Il 1° luglio 2021 diventa efficace la fusione con Pramerica SGR (ex UBI), che Eurizon integra nei propri sistemi e piattaforme. È qui che la sua bussola torna a indicare nord. “Il pesce profuma — o puzza — dalla testa”, ama ripetere. Non è una battuta: è un programma manageriale. Porta aperta, ascolto, risposte chiare. Nel giro di pochi anni, risultati molto positivi nelle indagini di clima interne al Gruppo, in netto miglioramento rispetto al 2019. Non un numero da presentare agli analisti, piuttosto un segnale: quando la cultura tiene, il resto segue.

Il passaggio successivo è naturale, quasi un ritorno al respiro lungo: nell’aprile 2024 diventa Presidente del Consiglio di Amministrazione di Eurizon Capital SGR, nell’ambito della riorganizzazione delle attività di Wealth Management del Gruppo Intesa Sanpaolo. È l’esito di un’evoluzione che aggrega competenze affini; per lui è anche l’occasione di allargare ancora lo sguardo, di rimettere a fuoco il nesso tra performance e responsabilità, tra strategia e senso. Un approdo coerente, frutto di un cammino costruito nel tempo, più che di un titolo conquistato.

Dentro questa traiettoria, l’uomo rimane. Non il protagonista di copertina — “sono sempre dalla parte di chi ha fuoco”, dice con understatement veneto — ma quello che costruisce ponti di fiducia e pretende prima da sé ciò che chiede agli altri.

Alla domanda su che consiglio darebbe a un ventenne di oggi, esce una risposta non nostalgica: “Non rincorrere il manager a tutti i costi, esplora le strade nuove che la tecnologia apre, coltiva una fame buona, capisci dove davvero puoi riuscire”. Il tema non sono solo le competenze — necessarie, ovvio — ma la vocazione concreta: trovare l’incastro tra ciò che sai fare e ciò che serve, in quel punto in cui lavoro e vita iniziano a parlarsi.

E poi c’è il padre.
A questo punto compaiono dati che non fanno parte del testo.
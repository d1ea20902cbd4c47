//! Backrun correlation
//!
//! Per transaction:
//!     receipt (null → `receipt_null`, stop)
//!     → transaction body (best effort)
//!     → origin block time (cache)
//!     → backrun logs (none → `no_backrun_log`, stop)
//!     → per backrun event: event record, three swap windows, summary row
//!
//! Created: 2026-02-10

use super::window::{in_block, same_block_after, same_transaction, Origin, NEXT_BLOCK_OFFSETS};
use crate::block_cache::BlockCache;
use crate::events::{decode_backrun, decode_swap, find_backrun_logs, SWAP_TOPICS};
use crate::output::{
    BackrunRecord, BackrunSink, ErrorRecord, RawLogRecord, SummaryRow, TxSwapRecord, WindowSwapRecord,
    REASON_NO_BACKRUN_LOG, REASON_RECEIPT_NULL,
};
use crate::rpc::ChainReader;
use crate::types::{hex_address, hex_b256, RawLog};
use alloy::primitives::TxHash;
use anyhow::{Context, Result};
use tracing::{debug, error, info, warn};

/// Progress is logged every this many transactions
pub const PROGRESS_EVERY: usize = 10;

/// How far one transaction got
#[derive(Debug, Clone, Copy, PartialEq, Eq)]
pub enum TxOutcome {
    MissingReceipt,
    NoBackrunLog,
    Correlated { backruns: usize },
}

impl TxOutcome {
    pub fn backruns(&self) -> usize {
        match self {
            TxOutcome::Correlated { backruns } => *backruns,
            _ => 0,
        }
    }
}

/// Run totals. A transaction yielding no backrun event counts as an error.
#[derive(Debug, Clone, Copy, Default, PartialEq, Eq)]
pub struct RunStats {
    pub processed: usize,
    pub backruns: usize,
    pub errors: usize,
}

/// Fields shared by every record of one origin transaction
struct TxContext {
    origin: Origin,
    tx_hash: String,
    block_time: String,
    tx_to: String,
    selector: String,
}

/// Drives the backrun flow over a `ChainReader`
pub struct BackrunCorrelator<R> {
    reader: R,
    blocks: BlockCache,
}

impl<R: ChainReader> BackrunCorrelator<R> {
    pub fn new(reader: R) -> Self {
        Self {
            reader,
            blocks: BlockCache::new(),
        }
    }

    pub fn reader(&self) -> &R {
        &self.reader
    }

    pub fn block_cache(&self) -> &BlockCache {
        &self.blocks
    }

    /// Process every hash in input order. Per-transaction failures are
    /// written to the error stream and never abort the batch; only sink
    /// failures do.
    pub async fn run(&mut self, tx_hashes: &[TxHash], sink: &mut dyn BackrunSink) -> Result<RunStats> {
        let total = tx_hashes.len();
        let mut stats = RunStats::default();

        for (i, tx_hash) in tx_hashes.iter().enumerate() {
            match self.process_tx(*tx_hash, sink).await {
                Ok(outcome) => {
                    let n = outcome.backruns();
                    stats.backruns += n;
                    if n == 0 {
                        stats.errors += 1;
                    }
                }
                Err(e) => {
                    let hash = hex_b256(tx_hash);
                    error!("Failed tx {}: {:#}", hash, e);
                    sink.error(&ErrorRecord::new(hash, format!("{:#}", e)))?;
                    stats.errors += 1;
                }
            }
            stats.processed += 1;

            if (i + 1) % PROGRESS_EVERY == 0 || i + 1 == total {
                info!(
                    "Processed {}/{} txs, backruns found: {}, errors: {}",
                    i + 1,
                    total,
                    stats.backruns,
                    stats.errors
                );
            }
        }

        Ok(stats)
    }

    /// Correlate one transaction and write its records to `sink`
    pub async fn process_tx(&mut self, tx_hash: TxHash, sink: &mut dyn BackrunSink) -> Result<TxOutcome> {
        let hash = hex_b256(&tx_hash);

        let receipt = self
            .reader
            .transaction_receipt(tx_hash)
            .await
            .with_context(|| format!("eth_getTransactionReceipt {}", hash))?;
        let Some(receipt) = receipt else {
            sink.error(&ErrorRecord::new(hash, REASON_RECEIPT_NULL))?;
            return Ok(TxOutcome::MissingReceipt);
        };

        let body = match self.reader.transaction_by_hash(tx_hash).await {
            Ok(body) => body,
            Err(e) => {
                warn!("Transaction body for {} unavailable: {}", hash, e);
                None
            }
        };
        let tx_to = body.as_ref().map(|b| b.to_hex()).unwrap_or_default();
        let selector = body
            .as_ref()
            .map(|b| b.selector_hex())
            .unwrap_or_else(|| "0x".to_string());

        let block_time = self
            .blocks
            .block_time(&self.reader, receipt.block_number)
            .await
            .with_context(|| format!("eth_getBlockByNumber {}", receipt.block_number))?;

        let backrun_logs = find_backrun_logs(&receipt.logs);
        if backrun_logs.is_empty() {
            sink.error(&ErrorRecord::new(hash, REASON_NO_BACKRUN_LOG))?;
            return Ok(TxOutcome::NoBackrunLog);
        }

        let ctx = TxContext {
            origin: Origin {
                tx_hash,
                block_number: receipt.block_number,
                transaction_index: receipt.transaction_index,
            },
            tx_hash: hash,
            block_time,
            tx_to,
            selector,
        };

        for log in &backrun_logs {
            self.correlate_event(&ctx, &receipt.logs, log, sink).await?;
        }

        Ok(TxOutcome::Correlated {
            backruns: backrun_logs.len(),
        })
    }

    async fn correlate_event(
        &mut self,
        ctx: &TxContext,
        receipt_logs: &[RawLog],
        backrun_log: &RawLog,
        sink: &mut dyn BackrunSink,
    ) -> Result<()> {
        let payload = decode_backrun(backrun_log);
        let pool = hex_address(&payload.pool);
        let block = ctx.origin.block_number;
        let profit_raw = payload.profit.to_string();
        let profit_token = hex_address(&payload.profit_token);

        sink.backrun(&BackrunRecord {
            tx_hash: ctx.tx_hash.clone(),
            block_number: block,
            block_time: ctx.block_time.clone(),
            backrun_log_index: backrun_log.log_index,
            pool: pool.clone(),
            profit_raw: profit_raw.clone(),
            profit_token: profit_token.clone(),
            tx_to: ctx.tx_to.clone(),
            tx_input_selector: ctx.selector.clone(),
            raw_backrun_log: RawLogRecord::from(backrun_log),
        })?;

        let in_tx = same_transaction(receipt_logs, &payload.pool, &SWAP_TOPICS);
        for log in &in_tx {
            sink.tx_swap(&TxSwapRecord {
                tx_hash: ctx.tx_hash.clone(),
                block_number: block,
                pool: pool.clone(),
                swap_tx_hash: ctx.tx_hash.clone(),
                swap_log_index: log.log_index,
                swap_topic0: topic0_hex(log),
                decoded: decode_swap(log),
                raw_log: RawLogRecord::from(*log),
            })?;
        }

        let same_block = same_block_after(&self.reader, &ctx.origin, payload.pool, &SWAP_TOPICS)
            .await
            .with_context(|| format!("eth_getLogs block {} pool {}", block, pool))?;
        for log in &same_block {
            let mut record = window_record(ctx, &pool, Some(block), &ctx.block_time, log);
            record.swap_tx_index = Some(log.transaction_index.unwrap_or(0));
            sink.same_block_swap(&record)?;
        }

        let mut n_next = 0;
        for offset in NEXT_BLOCK_OFFSETS {
            let next = block + offset;
            let next_time = self
                .blocks
                .block_time(&self.reader, next)
                .await
                .with_context(|| format!("eth_getBlockByNumber {}", next))?;
            let logs = in_block(&self.reader, next, payload.pool, &SWAP_TOPICS)
                .await
                .with_context(|| format!("eth_getLogs block {} pool {}", next, pool))?;
            for log in &logs {
                sink.next_block_swap(&window_record(ctx, &pool, log.block_number, &next_time, log))?;
            }
            n_next += logs.len();
        }

        debug!(
            "{} pool {}: {} in tx, {} same block after, {} next blocks",
            ctx.tx_hash,
            pool,
            in_tx.len(),
            same_block.len(),
            n_next
        );

        sink.summary(&SummaryRow {
            tx_hash: ctx.tx_hash.clone(),
            block_number: block,
            pool,
            profit_raw,
            profit_token,
            tx_to: ctx.tx_to.clone(),
            tx_input_selector: ctx.selector.clone(),
            n_swaps_in_tx: in_tx.len(),
            n_swaps_same_block_after: same_block.len(),
            n_swaps_next_3_blocks: n_next,
        })
    }
}

fn topic0_hex(log: &RawLog) -> String {
    log.topic0().map(hex_b256).unwrap_or_default()
}

fn window_record(
    ctx: &TxContext,
    pool: &str,
    observed_block: Option<u64>,
    observed_time: &str,
    log: &RawLog,
) -> WindowSwapRecord {
    WindowSwapRecord {
        origin_tx_hash: ctx.tx_hash.clone(),
        origin_block_number: ctx.origin.block_number,
        pool: pool.to_string(),
        observed_block_number: observed_block,
        observed_block_time: observed_time.to_string(),
        swap_tx_hash: log.transaction_hash.as_ref().map(hex_b256).unwrap_or_default(),
        swap_tx_index: None,
        swap_log_index: log.log_index,
        swap_topic0: topic0_hex(log),
        decoded: decode_swap(log),
        raw_log: RawLogRecord::from(log),
    }
}
//! Capture Efficiency Report
//!
//! Purpose:
//!     Read the extract-backruns outputs and report how much rebalancing
//!     value the protocol captured versus leaked to next-block market swaps.
//!     Writes capture_efficiency.csv next to the inputs.
//!
//! Created: 2026-02-14
//!
//! Usage:
//!     cargo run --release --bin capture-report -- --out-dir out

use anyhow::Result;
use backrun_capture::efficiency::{load_events, EFFICIENCY_FILE};
use backrun_capture::logging::init_logging;
use backrun_capture::{CaptureReport, DirectionalVolumePolicy};
use clap::Parser;
use std::path::PathBuf;
use tracing::info;

/// Compute per-event capture efficiency
#[derive(Parser)]
#[command(name = "capture-report")]
struct Args {
    /// Directory holding summary.csv and the swap JSONL files
    #[arg(long, default_value = "out")]
    out_dir: PathBuf,
}

fn pct(v: Option<f64>) -> String {
    v.map(|x| format!("{:.1}%", x * 100.0)).unwrap_or_else(|| "n/a".to_string())
}

fn main() -> Result<()> {
    init_logging();
    let args = Args::parse();

    let events = load_events(&args.out_dir)?;
    let report = CaptureReport::compute(&events, &DirectionalVolumePolicy);

    let path = args.out_dir.join(EFFICIENCY_FILE);
    report.write_csv(&path)?;

    info!("Events: {}  |  100%-eff: {}", report.count(), report.full_capture_count());
    info!("Median eff: {}  |  Weighted eff: {}", pct(report.median()), pct(report.weighted()));
    info!("Per-event results written to {:?}", path);

    Ok(())
}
Figura presente anche quando tace. Da ragazzo Saverio lo percepisce austero, direttivo; da adulto la relazione cambia tonalità, si fa più pari, più semplice. Non servono dichiarazioni solenni: bastano un sorriso trattenuto, una pacca sulla spalla, quelle cose minime che dicono più delle parole. Chissà se, guardando questo percorso da un altrove che non vediamo, il padre non sorrida dell’evoluzione del figlio: lo sguardo largo, l’etica discreta, la cura per le persone.

A conti fatti, in quarant’anni di lavoro Perissinotto ha fatto soprattutto questo: ha dato forma a un capitale di diversità e lo ha trasformato in pratica quotidiana. Ha tenuto insieme mondi (Parigi e Venezia, Giacarta e Milano), mestieri (l’analisi e la direzione, il private e l’asset management), linguaggi (il numero e la parola). E ha portato nel cuore di un’industria misurata in punti base un’idea semplice e impegnativa: che la fiducia non è una variabile esogena, ma un bene da produrre ogni giorno.

Se si prova a riassumere, la storia di Saverio Perissinotto non è quella dell’uomo che “è arrivato”, ma di chi ha continuato a partire. Ogni volta un passo oltre, ogni volta un po’ più in là. Con la stessa bussola di sempre: la curiosità come destino, la responsabilità come mestiere, le persone come misura.